The FY 2007 Final Rule did not adopt any changes to the rural floor adjustment methodology. R07:1225 (71 Fed. Reg. 47870). It also did not address Giovanis' observations about the rural floor adjustment. Instead, it stated that it used the "same method" to calculate the rural floor budget neutrality adjustment that it used in prior years. 71 Fed. Reg. at 48147. The same method described by CMS referred to the simulation model that had been used from 1998 to 2007. The model was used to determine each year's budget neutrality adjustment to the standardized amount for the effect of the rural floor. The model compared the projected aggregate payments resulting from the next year's wage indexes with the aggregate payments resulting from applying the prior year's wage indexes. In the Final Rule for 2007, CMS described the model as follows:

[W]e used FY 2005 discharge data to simulate payments and compared aggregate payments using the FY 2006 relative weights and wage indexes to aggregate payments using the FY 2007 relative weights and wage indexes. The same methodology was used for the FY 2006 budget neutrality adjustment. . . . These budget neutrality adjustment factors are applied to the standardized amounts without removing the effects of the FY 2006 budget neutrality adjustments.

71 Fed. Reg. at 48147. Previous years had similar descriptions of the simulation model. See, e.g., 70 Fed. Reg. at 47493; 69 Fed. Reg. at 49275; 68 Fed. Reg. at 45475-76. However, additional data was not provided in the calculation of the budget neutrality adjustments.*fn4

D.Fiscal Year 2008 Rulemaking Process

CMS issued a proposed rule for FY 2008 on May 3, 2007. After the 2007 final rule had been issued, CMS reevaluated the rural floor adjustment methodology and the e-mail exchange which occurred during the FY 2007 period was included in the FY 2008 administrative record. Under the new proposed methodology, CMS would apply the budget neutrality adjustment factor to the wage index rather than to the standardized amount as it had done in the past. R08:109-14.

CMS stated that "the statute supports either an adjustment to the standardized amount or the wage indices because under either methodology, the rural floor would not result in aggregate payments that were greater or less than those that would have been made in the absence of a rural floor." R08:114. However, CMS noted that new adjustment to the "wage index would have slightly different effects from an adjustment to the standardized amount." R08:114. In connection with the change in the calculation of the rural floor adjustment, CMS also proposed a one-time change adjustment to standardize the amount, in effect neutralizing the 2007 rural floor adjustment. R08:161.

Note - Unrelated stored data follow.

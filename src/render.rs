use crate::config::{AppConfig, LayoutConfig};
use crate::data::MapData;
use crate::legend::Legend;
use crate::tooltip::{self, POINTER_OFFSET_Y, VISIBLE_OPACITY};
use anyhow::{Context, Result};
use geo::{LineString, MultiPolygon};
use rayon::prelude::*;
use serde::Serialize;
use std::collections::BTreeMap;
use std::fmt::{self, Write};
use std::fs;
use tracing::info;

pub const TITLE: &str = "United States Educational Attainment";
pub const DESCRIPTION: &str =
    "Percentage of adults age 25 and older with a bachelor's degree or higher (2010-2014)";
pub const SOURCE_LABEL: &str = "USDA Economic Research Service";
pub const SOURCE_URL: &str =
    "https://www.ers.usda.gov/data-products/county-level-data-sets/download-data.aspx";

/// One drawable county with its join already resolved.
#[derive(Debug, Clone, PartialEq)]
pub struct CountyPath {
    pub fips: Option<u32>,
    /// Raw attribute value, empty when the county has no record
    pub education: String,
    pub fill: &'static str,
    pub d: String,
}

#[derive(Serialize)]
struct HoverEntry {
    text: String,
    education: f64,
}

/// Resolves every feature against the index, in input order.
pub fn county_paths(data: &MapData) -> Result<Vec<CountyPath>, fmt::Error> {
    data.features
        .par_iter()
        .map(|feature| -> Result<CountyPath, fmt::Error> {
            let record = data.record_for(feature);
            Ok(CountyPath {
                fips: feature.id,
                education: record
                    .map(|r| r.bachelors_or_higher.to_string())
                    .unwrap_or_default(),
                fill: record
                    .map(|r| data.scale.color(r.bachelors_or_higher))
                    .unwrap_or(""),
                d: path_data(&feature.geometry)?,
            })
        })
        .collect()
}

/// SVG path data with an identity projection: one `M..L..Z` run per ring.
pub fn path_data(geometry: &MultiPolygon<f64>) -> Result<String, fmt::Error> {
    let mut d = String::new();
    for polygon in &geometry.0 {
        write_ring(&mut d, polygon.exterior())?;
        for interior in polygon.interiors() {
            write_ring(&mut d, interior)?;
        }
    }
    Ok(d)
}

fn write_ring(d: &mut String, ring: &LineString<f64>) -> fmt::Result {
    let coords = &ring.0;
    // Closed rings repeat their first point; `Z` already covers it
    let open = match coords.split_last() {
        Some((last, rest)) if !rest.is_empty() && rest[0] == *last => rest,
        _ => coords.as_slice(),
    };
    for (i, c) in open.iter().enumerate() {
        let cmd = if i == 0 { 'M' } else { 'L' };
        write!(d, "{}{},{}", cmd, c.x, c.y)?;
    }
    if !open.is_empty() {
        d.push('Z');
    }
    Ok(())
}

pub fn render_svg(data: &MapData, layout: &LayoutConfig, out: &mut String) -> fmt::Result {
    writeln!(
        out,
        r#"<svg width="{}" height="{}">"#,
        layout.width, layout.height
    )?;
    writeln!(
        out,
        r#"<text x="{}" y="60" text-anchor="middle" font-size="36px" font-weight="500" id="title">{}</text>"#,
        layout.width / 2.0,
        xml_escape(TITLE)
    )?;
    writeln!(
        out,
        r#"<text x="{}" y="90" text-anchor="middle" font-size="18px" id="description" style="fill: gray;" font-weight="300">{}</text>"#,
        layout.width / 2.0,
        xml_escape(DESCRIPTION)
    )?;

    Legend::new(&data.scale, &layout.legend).write_svg(out)?;

    writeln!(
        out,
        r#"<g class="counties" transform="translate(0, {})">"#,
        layout.padding_top
    )?;
    for county in county_paths(data)? {
        let fips = county.fips.map(|f| f.to_string()).unwrap_or_default();
        writeln!(
            out,
            r#"<path class="county" data-fips="{}" data-education="{}" d="{}" fill="{}"></path>"#,
            fips, county.education, county.d, county.fill
        )?;
    }
    writeln!(out, "</g>")?;
    writeln!(out, "</svg>")
}

/// Self-contained page: map, tooltip element, citation and hover script.
pub fn render_page(data: &MapData, layout: &LayoutConfig) -> Result<String> {
    let mut out = String::new();
    writeln!(out, "<!DOCTYPE html>")?;
    writeln!(out, r#"<html lang="en">"#)?;
    writeln!(out, "<head>")?;
    writeln!(out, r#"<meta charset="utf-8">"#)?;
    writeln!(out, "<title>{}</title>", xml_escape(TITLE))?;
    writeln!(
        out,
        "<style>body {{ font-family: sans-serif; }} #tooltip {{ color: white; pointer-events: none; }}</style>"
    )?;
    writeln!(out, "</head>")?;
    writeln!(out, "<body>")?;
    writeln!(out, r#"<div id="wrapper">"#)?;

    render_svg(data, layout, &mut out)?;

    writeln!(
        out,
        r#"<div id="tooltip" data-education="" style="position: absolute; background-color: black; padding: 8px; opacity: 0;"></div>"#
    )?;
    writeln!(
        out,
        r#"<p>Source: <a href="{}" target="_blank">{}</a></p>"#,
        xml_escape(SOURCE_URL),
        xml_escape(SOURCE_LABEL)
    )?;
    writeln!(out, "</div>")?;
    writeln!(out, "<script>")?;
    writeln!(out, "{}", hover_script(data)?)?;
    writeln!(out, "</script>")?;
    writeln!(out, "</body>")?;
    writeln!(out, "</html>")?;
    Ok(out)
}

/// Browser side of the tooltip transitions. Labels come precomputed so the
/// page only toggles visibility; counties without a record never show one.
fn hover_script(data: &MapData) -> Result<String> {
    let entries: BTreeMap<u32, HoverEntry> = data
        .features
        .iter()
        .filter_map(|f| {
            let record = data.record_for(f)?;
            Some((
                record.fips,
                HoverEntry {
                    text: tooltip::label(record),
                    education: record.bachelors_or_higher,
                },
            ))
        })
        .collect();

    // Keep `</script>` out of the embedded JSON
    let json = serde_json::to_string(&entries)?.replace('<', "\\u003c");

    Ok(format!(
        r#"const LABELS = {json};
const tooltip = document.getElementById("tooltip");
document.querySelectorAll(".county").forEach((path) => {{
  path.addEventListener("mouseover", (e) => {{
    const entry = LABELS[path.dataset.fips];
    if (!entry) return;
    tooltip.setAttribute("data-education", entry.education);
    tooltip.textContent = entry.text;
    tooltip.style.top = `${{e.pageY - {offset}}}px`;
    tooltip.style.left = `${{e.pageX}}px`;
    tooltip.style.opacity = {opacity};
  }});
  path.addEventListener("mouseout", () => {{
    tooltip.style.opacity = 0;
    tooltip.textContent = "";
    tooltip.setAttribute("data-education", "");
  }});
}});"#,
        offset = POINTER_OFFSET_Y,
        opacity = VISIBLE_OPACITY,
    ))
}

pub fn generate_page(config: &AppConfig, data: &MapData) -> Result<()> {
    let page = render_page(data, &config.layout)?;

    let path = &config.output.html;
    if let Some(parent) = path.parent().filter(|p| !p.as_os_str().is_empty()) {
        fs::create_dir_all(parent)
            .with_context(|| format!("Failed to create output directory: {:?}", parent))?;
    }
    fs::write(path, page).with_context(|| format!("Failed to write {:?}", path))?;

    info!(path = %path.display(), counties = data.features.len(), "wrote map");
    Ok(())
}

fn xml_escape(input: &str) -> String {
    let mut out = String::with_capacity(input.len());
    for ch in input.chars() {
        match ch {
            '&' => out.push_str("&amp;"),
            '<' => out.push_str("&lt;"),
            '>' => out.push_str("&gt;"),
            '"' => out.push_str("&quot;"),
            '\'' => out.push_str("&apos;"),
            other => out.push(other),
        }
    }
    out
}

After the proposed rule was published, the plaintiffs submitted a request for additional information, including information about the proposed methodology, the proposed one-time adjustment and details about how the rural floor budget neutrality had been calculated in prior years. R08:699-705. CMS declined to provide additional information in a letter dated June 1, 2007, stating its belief that it had provided "more than sufficient explanation." Plaintiffs then submitted comments on the proposed rule. R08:691-98. Specifically, plaintiffs (1) requested that CMS fully explain the basis and purpose for the proposed change and disclose known errors in the calculation of rural floor adjustment for prior years; (2) informed CMS that the proposed change in method was neither necessary nor sufficient to fix the data problem with CMS's past calculations of the budget neutrality adjustment, and it may create other problems; and (3) requested that CMS correct the effects of known errors in the calculations for prior years and pay hospitals the additional sums due for cost reporting periods that are still subject to correction.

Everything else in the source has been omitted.